Return period, UCD, Oct 2024 - Aug 2025
(i) EEG study of motor representation of action (4 to 14-month-olds): A cross-sectional study of 48 infants was conducted, to examine how the neural motor response to other people's actions changes with age and with motor skill development. Preliminary results were presented at FITNG conference (Dublin 2025). Among 9-month-olds, better fine motor skills are associated with a stronger motor response to other people's actions. Gross motor skills are associated with a greater distinction in the response to hand and foot actions.

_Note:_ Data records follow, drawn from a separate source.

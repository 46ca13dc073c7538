//! Error types for the contact workflow orchestrator.

use crate::session::{NextStep, WorkflowState};
use serde::{Deserialize, Serialize};
use thiserror::Error;

/// The closed set of failures the orchestrator reports.
///
/// Format and uniqueness problems found while validating are normally folded
/// into structured results; the `ValidationFailed` and `UniquenessCollision`
/// variants exist for the places where such a problem must stop an operation
/// (bulk members, manual review resolution).
#[derive(Error, Debug, Clone, PartialEq, Serialize, Deserialize)]
#[serde(tag = "kind", content = "detail", rename_all = "snake_case")]
pub enum FlowError {
    /// Session absent or expired.
    #[error("Session not found: '{session_id}'")]
    SessionNotFound { session_id: String },

    /// Operation attempted out of sequence.
    #[error("Session '{session_id}' is in state '{state}', cannot {operation}")]
    InvalidState {
        session_id: String,
        state: WorkflowState,
        operation: String,
    },

    /// Blocking business-rule or format violation.
    #[error("Validation failed for '{session_id}': {}", .reasons.join("; "))]
    ValidationFailed {
        session_id: String,
        reasons: Vec<String>,
    },

    /// Business id already bound to another durable contact.
    #[error("Business id '{business_id}' already belongs to contact '{existing_contact_id}'")]
    UniquenessCollision {
        session_id: String,
        business_id: String,
        existing_contact_id: String,
    },

    /// The permanent store rejected the create; the session is preserved.
    #[error("Persistence failed for '{session_id}': {reason}")]
    PersistenceFailed { session_id: String, reason: String },

    /// Maximum retry count exceeded; the session is now failed.
    #[error("Retry limit of {max_retries} exhausted for '{session_id}'")]
    RetryExhausted { session_id: String, max_retries: u32 },

    /// An external call or a batch deadline elapsed.
    #[error("Timed out after {elapsed_ms}ms: {operation}")]
    Timeout { operation: String, elapsed_ms: u64 },

    /// Work abandoned because its batch was aborted.
    #[error("Cancelled: {operation}")]
    Cancelled { operation: String },

    /// Concurrent modification or a request that would race an in-flight side effect.
    #[error("Conflict on '{session_id}': {message}")]
    Conflict { session_id: String, message: String },

    /// Caller supplied an out-of-bounds option.
    #[error("Invalid argument: {0}")]
    InvalidArgument(String),

    /// Session store unreachable or misbehaving.
    #[error("Session store error: {0}")]
    Store(String),

    /// Permanent store or uniqueness service failed unexpectedly.
    #[error("Repository error: {0}")]
    Repository(String),

    /// Serialization/deserialization error
    #[error("Serialization error: {format} - {message}")]
    Serialization { format: String, message: String },

    /// Configuration error
    #[error("Configuration error: {0}")]
    Config(String),

    /// Internal error (should not happen in normal operation)
    #[error("Internal error: {0}")]
    Internal(String),
}

impl FlowError {
    // ============================================================================
    // Constructor helpers
    // ============================================================================

    pub fn session_not_found(session_id: impl Into<String>) -> Self {
        Self::SessionNotFound {
            session_id: session_id.into(),
        }
    }

    pub fn invalid_state(
        session_id: impl Into<String>,
        state: WorkflowState,
        operation: impl Into<String>,
    ) -> Self {
        Self::InvalidState {
            session_id: session_id.into(),
            state,
            operation: operation.into(),
        }
    }

    pub fn conflict(session_id: impl Into<String>, message: impl Into<String>) -> Self {
        Self::Conflict {
            session_id: session_id.into(),
            message: message.into(),
        }
    }

    pub fn timeout(operation: impl Into<String>, elapsed_ms: u64) -> Self {
        Self::Timeout {
            operation: operation.into(),
            elapsed_ms,
        }
    }

    pub fn cancelled(operation: impl Into<String>) -> Self {
        Self::Cancelled {
            operation: operation.into(),
        }
    }

    pub fn invalid_argument(message: impl Into<String>) -> Self {
        Self::InvalidArgument(message.into())
    }

    pub fn store(message: impl Into<String>) -> Self {
        Self::Store(message.into())
    }

    pub fn repository(message: impl Into<String>) -> Self {
        Self::Repository(message.into())
    }

    pub fn config(message: impl Into<String>) -> Self {
        Self::Config(message.into())
    }

    pub fn internal(message: impl Into<String>) -> Self {
        Self::Internal(message.into())
    }

    // ============================================================================
    // Type checking methods
    // ============================================================================

    pub fn is_not_found(&self) -> bool {
        matches!(self, Self::SessionNotFound { .. })
    }

    pub fn is_conflict(&self) -> bool {
        matches!(self, Self::Conflict { .. })
    }

    /// Whether resubmitting the same request may succeed.
    pub fn is_retryable(&self) -> bool {
        matches!(
            self,
            Self::PersistenceFailed { .. }
                | Self::Timeout { .. }
                | Self::Cancelled { .. }
                | Self::Conflict { .. }
                | Self::Store(_)
                | Self::Repository(_)
                | Self::ValidationFailed { .. }
        )
    }

    /// Session the error refers to, if any.
    pub fn session_id(&self) -> Option<&str> {
        match self {
            Self::SessionNotFound { session_id }
            | Self::InvalidState { session_id, .. }
            | Self::ValidationFailed { session_id, .. }
            | Self::UniquenessCollision { session_id, .. }
            | Self::PersistenceFailed { session_id, .. }
            | Self::RetryExhausted { session_id, .. }
            | Self::Conflict { session_id, .. } => Some(session_id),
            _ => None,
        }
    }

    /// Next-action hint for callers that only see the error.
    pub fn next_step(&self) -> Option<NextStep> {
        match self {
            Self::SessionNotFound { .. } | Self::RetryExhausted { .. } => {
                Some(NextStep::RetryStaging)
            }
            Self::InvalidState { state, .. } => Some(state.next_step()),
            Self::ValidationFailed { .. } => Some(NextStep::RetryValidation),
            Self::UniquenessCollision { .. } => Some(NextStep::ManualReview),
            Self::PersistenceFailed { .. } => Some(NextStep::RetryPersistence),
            _ => None,
        }
    }

    /// Stable category used when grouping failures.
    pub fn category(&self) -> &'static str {
        match self {
            Self::SessionNotFound { .. } => "session_not_found",
            Self::InvalidState { .. } => "invalid_state",
            Self::ValidationFailed { .. } => "validation_failed",
            Self::UniquenessCollision { .. } => "uniqueness_collision",
            Self::PersistenceFailed { .. } => "persistence_failed",
            Self::RetryExhausted { .. } => "retry_exhausted",
            Self::Timeout { .. } => "timeout",
            Self::Cancelled { .. } => "cancelled",
            Self::Conflict { .. } => "conflict",
            Self::InvalidArgument(_) => "invalid_argument",
            Self::Store(_) => "store",
            Self::Repository(_) => "repository",
            Self::Serialization { .. } => "serialization",
            Self::Config(_) => "config",
            Self::Internal(_) => "internal",
        }
    }
}

// ============================================================================
// From implementations for automatic conversion
// ============================================================================

impl From<serde_json::Error> for FlowError {
    fn from(err: serde_json::Error) -> Self {
        Self::Serialization {
            format: "JSON".to_string(),
            message: err.to_string(),
        }
    }
}

impl From<toml::de::Error> for FlowError {
    fn from(err: toml::de::Error) -> Self {
        Self::Serialization {
            format: "TOML".to_string(),
            message: err.to_string(),
        }
    }
}

impl From<toml::ser::Error> for FlowError {
    fn from(err: toml::ser::Error) -> Self {
        Self::Serialization {
            format: "TOML".to_string(),
            message: err.to_string(),
        }
    }
}

/// A type alias for `Result<T, FlowError>`.
pub type Result<T> = std::result::Result<T, FlowError>;

#[cfg(test)]
mod tests {
    use super::*;

    #[test]
    fn test_next_step_hints() {
        let err = FlowError::PersistenceFailed {
            session_id: "s".into(),
            reason: "down".into(),
        };
        assert_eq!(err.next_step(), Some(NextStep::RetryPersistence));
        assert!(err.is_retryable());

        let err = FlowError::invalid_state("s", WorkflowState::ManualReview, "persist");
        assert_eq!(err.next_step(), Some(NextStep::ManualReview));
        assert_eq!(err.session_id(), Some("s"));
    }

    #[test]
    fn test_not_found_is_distinct_from_store_failure() {
        assert!(FlowError::session_not_found("x").is_not_found());
        assert!(!FlowError::store("connection refused").is_not_found());
    }

    #[test]
    fn test_serializes_with_kind_tag() {
        let err = FlowError::timeout("uniqueness check", 10);
        let json = serde_json::to_value(&err).unwrap();
        assert_eq!(json["kind"], "timeout");
        assert_eq!(err.category(), "timeout");
    }
}
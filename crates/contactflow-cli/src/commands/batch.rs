use anyhow::{Context, Result};
use clap::Args;
use contactflow_application::{
    AnalyticsAggregator, BulkCoordinator, ContactWorkflowService, WorkflowDependencies,
};
use contactflow_core::batch::BulkOptions;
use contactflow_core::contact::ContactPayload;
use contactflow_infrastructure::{
    ConfigLoader, InMemoryContactRepository, InMemoryOutcomeLog, InMemorySessionStore,
    StaticEnumLookup,
};
use serde_json::json;
use std::fs;
use std::path::PathBuf;
use std::sync::Arc;

#[derive(Args)]
pub struct RunBatchArgs {
    /// JSON file holding an array of contact payloads
    #[arg(short, long)]
    input: PathBuf,

    /// Account the contacts belong to
    #[arg(short, long)]
    account: String,

    /// Members processed concurrently
    #[arg(long)]
    batch_size: Option<usize>,

    /// Abort the remaining members on the first failure
    #[arg(long)]
    stop_on_error: bool,

    /// Do not check business ids against existing contacts
    #[arg(long)]
    skip_uniqueness: bool,

    /// Make the first contact the account's primary contact
    #[arg(long)]
    primary_first: bool,

    /// Business ids already held by existing contacts
    #[arg(long = "taken", value_name = "BUSINESS_ID")]
    taken: Vec<String>,
}

pub async fn run(config_path: Option<PathBuf>, args: RunBatchArgs) -> Result<()> {
    let config = ConfigLoader::new(config_path)
        .load()
        .context("Failed to load configuration")?;

    let content = fs::read_to_string(&args.input)
        .with_context(|| format!("Failed to read {}", args.input.display()))?;
    let payloads: Vec<ContactPayload> = serde_json::from_str(&content)
        .with_context(|| format!("Failed to parse {} as a JSON array of contacts", args.input.display()))?;
    tracing::info!(input = %args.input.display(), contacts = payloads.len(), "Loaded contact payloads");

    let contacts = Arc::new(InMemoryContactRepository::new());
    for business_id in &args.taken {
        contacts.seed("existing", business_id).await;
    }
    let outcomes = Arc::new(InMemoryOutcomeLog::new());

    let mut options = BulkOptions::from_config(&config);
    if let Some(size) = args.batch_size {
        options.batch_size = size;
    }
    options.continue_on_error = !args.stop_on_error;
    options.validate_business_id_uniqueness = !args.skip_uniqueness;
    options.persist.set_as_primary = args.primary_first;

    let service = ContactWorkflowService::new(
        config,
        WorkflowDependencies {
            store: Arc::new(InMemorySessionStore::new()),
            uniqueness: contacts.clone(),
            repository: contacts,
            enums: Arc::new(StaticEnumLookup::default()),
            outcomes: outcomes.clone(),
        },
    )?;
    let coordinator = BulkCoordinator::new(Arc::new(service));
    let analytics = AnalyticsAggregator::uncached(outcomes);

    let batch = coordinator.run(&args.account, payloads, options).await?;
    let summary = analytics.batch_summary(&batch.batch_id).await?;

    let report = json!({
        "batch": batch,
        "analytics": summary,
    });
    println!("{}", serde_json::to_string_pretty(&report)?);
    Ok(())
}
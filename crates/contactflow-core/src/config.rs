//! Orchestrator configuration.
//!
//! One explicit struct, handed to every component at construction time.

use crate::error::{FlowError, Result};
use serde::{Deserialize, Serialize};
use std::time::Duration;

pub const DEFAULT_SESSION_TTL_SECS: u64 = 7200;
pub const MIN_SESSION_TTL_SECS: u64 = 300;
pub const MAX_SESSION_TTL_SECS: u64 = 86_400;
pub const DEFAULT_BATCH_SIZE: usize = 10;
pub const MAX_BATCH_SIZE: usize = 100;
pub const DEFAULT_MAX_RETRIES: u32 = 3;
pub const DEFAULT_MAX_PROCESSING_TIME_SECS: u64 = 1800;
pub const MIN_PROCESSING_TIME_SECS: u64 = 60;
pub const MAX_PROCESSING_TIME_SECS: u64 = 3600;

/// How a business id collision found during validation is resolved.
#[derive(Debug, Clone, Copy, PartialEq, Eq, Default, Serialize, Deserialize)]
#[serde(rename_all = "snake_case")]
pub enum ManualReviewPolicy {
    /// Park the session in `manual_review` until `resolve_manual_review` is called.
    #[default]
    ResolutionEndpoint,
    /// Try `base-2`, `base-3`, ... during validation and take the first free one.
    AutoSuffix,
}

/// Concurrency policy for session writes.
#[derive(Debug, Clone, Copy, PartialEq, Eq, Default, Serialize, Deserialize)]
#[serde(rename_all = "snake_case")]
pub enum WritePolicy {
    /// Plain put; the last write wins.
    #[default]
    LastWriterWins,
    /// Conditional put against the revision that was read.
    CompareAndSwap,
}

#[derive(Debug, Clone, PartialEq, Serialize, Deserialize)]
#[serde(default)]
pub struct OrchestratorConfig {
    /// Default staging TTL.
    pub session_ttl_secs: u64,
    /// TTL applied once a session reaches `completed`.
    pub completed_grace_ttl_secs: u64,
    pub max_retries: u32,
    pub default_batch_size: usize,
    pub max_processing_time_secs: u64,
    /// Applied to every session store, uniqueness and repository call.
    pub external_call_timeout_ms: u64,
    pub session_key_prefix: String,
    pub batch_key_prefix: String,
    pub batch_retention_ttl_secs: u64,
    pub manual_review_policy: ManualReviewPolicy,
    /// Suffixes tried by `AutoSuffix` and by `resolve_manual_review`.
    pub max_suffix_attempts: u32,
    pub write_policy: WritePolicy,
}

impl Default for OrchestratorConfig {
    fn default() -> Self {
        Self {
            session_ttl_secs: DEFAULT_SESSION_TTL_SECS,
            completed_grace_ttl_secs: 300,
            max_retries: DEFAULT_MAX_RETRIES,
            default_batch_size: DEFAULT_BATCH_SIZE,
            max_processing_time_secs: DEFAULT_MAX_PROCESSING_TIME_SECS,
            external_call_timeout_ms: 10_000,
            session_key_prefix: "contact_session:".to_string(),
            batch_key_prefix: "contact_batch:".to_string(),
            batch_retention_ttl_secs: 86_400,
            manual_review_policy: ManualReviewPolicy::default(),
            max_suffix_attempts: 5,
            write_policy: WritePolicy::default(),
        }
    }
}

impl OrchestratorConfig {
    /// Checks every value against its bounds.
    pub fn validate(&self) -> Result<()> {
        check_session_ttl(self.session_ttl_secs).map_err(|e| FlowError::config(e.to_string()))?;
        check_batch_size(self.default_batch_size).map_err(|e| FlowError::config(e.to_string()))?;
        check_processing_time(self.max_processing_time_secs)
            .map_err(|e| FlowError::config(e.to_string()))?;
        if self.completed_grace_ttl_secs == 0 {
            return Err(FlowError::config("completed_grace_ttl_secs must be positive"));
        }
        if self.external_call_timeout_ms == 0 {
            return Err(FlowError::config("external_call_timeout_ms must be positive"));
        }
        if self.session_key_prefix.is_empty() || self.batch_key_prefix.is_empty() {
            return Err(FlowError::config("key prefixes must not be empty"));
        }
        if self.session_key_prefix == self.batch_key_prefix {
            return Err(FlowError::config(
                "session and batch key prefixes must differ",
            ));
        }
        Ok(())
    }

    pub fn external_call_timeout(&self) -> Duration {
        Duration::from_millis(self.external_call_timeout_ms)
    }

    /// How long a session may sit in `persisting` before its create call is
    /// presumed lost. Three call timeouts: the create plus the session writes
    /// around it.
    pub fn persist_stale_after(&self) -> Duration {
        self.external_call_timeout() * 3
    }
}

pub fn check_session_ttl(ttl_secs: u64) -> Result<()> {
    if !(MIN_SESSION_TTL_SECS..=MAX_SESSION_TTL_SECS).contains(&ttl_secs) {
        return Err(FlowError::invalid_argument(format!(
            "session TTL {}s outside {}..={}s",
            ttl_secs, MIN_SESSION_TTL_SECS, MAX_SESSION_TTL_SECS
        )));
    }
    Ok(())
}

pub fn check_batch_size(batch_size: usize) -> Result<()> {
    if !(1..=MAX_BATCH_SIZE).contains(&batch_size) {
        return Err(FlowError::invalid_argument(format!(
            "batch size {} outside 1..={}",
            batch_size, MAX_BATCH_SIZE
        )));
    }
    Ok(())
}

pub fn check_processing_time(secs: u64) -> Result<()> {
    if !(MIN_PROCESSING_TIME_SECS..=MAX_PROCESSING_TIME_SECS).contains(&secs) {
        return Err(FlowError::invalid_argument(format!(
            "max processing time {}s outside {}..={}s",
            secs, MIN_PROCESSING_TIME_SECS, MAX_PROCESSING_TIME_SECS
        )));
    }
    Ok(())
}
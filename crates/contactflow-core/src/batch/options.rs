use crate::config::{
    check_batch_size, check_processing_time, OrchestratorConfig, DEFAULT_BATCH_SIZE,
    DEFAULT_MAX_PROCESSING_TIME_SECS,
};
use crate::error::Result;
use crate::session::PersistOptions;
use serde::{Deserialize, Serialize};

/// Options shared by every member of one bulk submission.
#[derive(Debug, Clone, PartialEq, Serialize, Deserialize)]
#[serde(default, rename_all = "camelCase")]
pub struct BulkOptions {
    pub batch_size: usize,
    pub continue_on_error: bool,
    pub validate_business_id_uniqueness: bool,
    pub max_processing_time_secs: u64,
    pub persist: PersistOptions,
}

impl Default for BulkOptions {
    fn default() -> Self {
        Self {
            batch_size: DEFAULT_BATCH_SIZE,
            continue_on_error: true,
            validate_business_id_uniqueness: true,
            max_processing_time_secs: DEFAULT_MAX_PROCESSING_TIME_SECS,
            persist: PersistOptions::default(),
        }
    }
}

impl BulkOptions {
    /// Defaults taken from the orchestrator configuration.
    pub fn from_config(config: &OrchestratorConfig) -> Self {
        Self {
            batch_size: config.default_batch_size,
            max_processing_time_secs: config.max_processing_time_secs,
            ..Self::default()
        }
    }

    pub fn check(&self) -> Result<()> {
        check_batch_size(self.batch_size)?;
        check_processing_time(self.max_processing_time_secs)
    }
}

(ii) EEG study on visuo-spatial and motor processes: Two experiments were run with adult participants, to understand how motor imagery is used to determine if a presented hand is a left or right hand, a task with motor and spatial components. Results suggest that people may use embodied processes to solve this task. Rather than imagining rotating their wrist, they may imagine moving their entire bodies to fit the presented hand to their own.